LIABILITY OF MEMBERS OF A LIMITED LIABILITY COMPANY, PRECLUSION OF FRAUD AND NEGLIGENT MISREPRESENTATION CAUSES ACTION WHICH DUPLICATE BREACH OF CONTRACT ALLEGATIONS, AND CRITERIA FOR A RICO MAIL FRAUD CAUSE OF ACTION DISCUSSED IN SOME DEPTH.

In an action against a limited liability company alleging breach of contract and fraudulent inducement relating to the design, construction and marketing of a condominium, the Second Department included substantial discussions of, inter alia, the liability of members of limited liability companies, including the criteria for piercing the corporate veil in this context, the preclusion of fraud and negligent misrepresentation causes of action which are duplicative of breach of contract allegations, and the criteria for a RICO mail fraud cause of action.
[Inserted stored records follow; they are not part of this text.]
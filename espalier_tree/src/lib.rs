// Copyright 2025 the Espalier Authors
// SPDX-License-Identifier: Apache-2.0 OR MIT

// After you edit the crate's doc comment, run this command, then check README.md for any missing links
// cargo rdme --workspace-project=espalier_tree --heading-base-level=0

//! Espalier Tree: a retained scene tree with docking, anchoring and a frame
//! pipeline.
//!
//! [`Tree`] stores nodes in a generational arena addressed by [`NodeId`]s;
//! stale ids are detected everywhere and refused, never dereferenced. Each
//! node owns two ordered child collections: *logical* children (the
//! interactive content) and *cosmetic* children (decorations such as frames,
//! grips and scrollbars). A node belongs to at most one collection at a time,
//! cycles are refused, and structural changes made while a collection is
//! being traversed are deferred until the traversal ends.
//!
//! Geometry per node is a local rectangle in the parent's content space plus
//! a dock mode, anchor edges, size limits, margin and padding. The layout
//! pass tiles docked children against a running dock area, re-derives
//! anchored children from their captured frames, and computes screen and
//! clip rectangles top-down.
//!
//! A frame is four passes: [`Tree::update`] (fades, timers, effective
//! opacity, host hooks), [`Tree::layout`], [`Tree::late_update`] (hooks that
//! need final rectangles) and [`Tree::display_list`] (flatten to paint
//! order). Hit-testing with [`Tree::hit_test`] walks paint order in reverse,
//! so the topmost node on screen wins.
//!
//! ## Usage
//!
//! ```rust
//! use kurbo::{Point, Rect, Size};
//! use espalier_tree::{Dock, HitFilter, NodeDesc, Slot, Tree};
//!
//! let mut tree = Tree::new();
//! let root = tree.insert(None, NodeDesc::with_bounds(Rect::new(0.0, 0.0, 640.0, 480.0)));
//! let toolbar = tree.insert(
//!     Some((root, Slot::Logical)),
//!     NodeDesc::docked(Dock::Top, Size::new(0.0, 32.0)),
//! );
//! let content = tree.insert(
//!     Some((root, Slot::Logical)),
//!     NodeDesc::docked(Dock::Fill, Size::ZERO),
//! );
//!
//! tree.layout(root, Size::new(640.0, 480.0), 1.0);
//! assert_eq!(tree.screen_rect(toolbar), Some(Rect::new(0.0, 0.0, 640.0, 32.0)));
//! assert_eq!(tree.screen_rect(content), Some(Rect::new(0.0, 32.0, 640.0, 480.0)));
//!
//! let hit = tree.hit_test(root, Point::new(10.0, 10.0), &HitFilter::new());
//! assert_eq!(hit, Some(toolbar));
//! ```
//!
//! Structural changes during traversal are the normal case for UI code
//! (handlers open windows, close menus, reparent rows); see
//! [`espalier_collection`] for the deferral rules and
//! [`Tree::take_structure_log`] for observing commits.
//!
//! This crate is `no_std` and uses `alloc`.

#![no_std]

extern crate alloc;

mod draw;
mod hit;
mod layout;
mod pipeline;
mod tree;
mod types;

pub use espalier_collection::Change;
pub use espalier_event_state::interaction::InteractionState;

pub use draw::{DisplayItem, DrawEnv};
pub use hit::HitFilter;
pub use pipeline::{NodeHook, UpdateEnv};
pub use tree::{StructureChange, StructureEvent, StructureGuard, StructureOp, Tree, Verdict};
pub use types::{Anchors, AutoSize, Dock, NodeDesc, NodeFlags, NodeId, Slot};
With respect to the liability of members of limited liability companies, the court explained:

 

… [A] member of a limited liability company will not be held liable for the liabilities of the company solely by reason of being a member of the company or acting in such capacity or participating in the conduct of the business of the company (see Limited Liability Company Law § 609[a]). “[M]embers of limited liability companies, such as corporate officers, may be held personally liable if they participate in the commission of a tort in furtherance of company business” … . * * *

A member of a limited liability company “cannot be held liable for the company’s obligations by virtue of his [or her] status as a member thereof” … . “[A] party may seek to hold a member of an LLC individually liable despite this statutory proscription by application of the doctrine of piercing the corporate veil” … .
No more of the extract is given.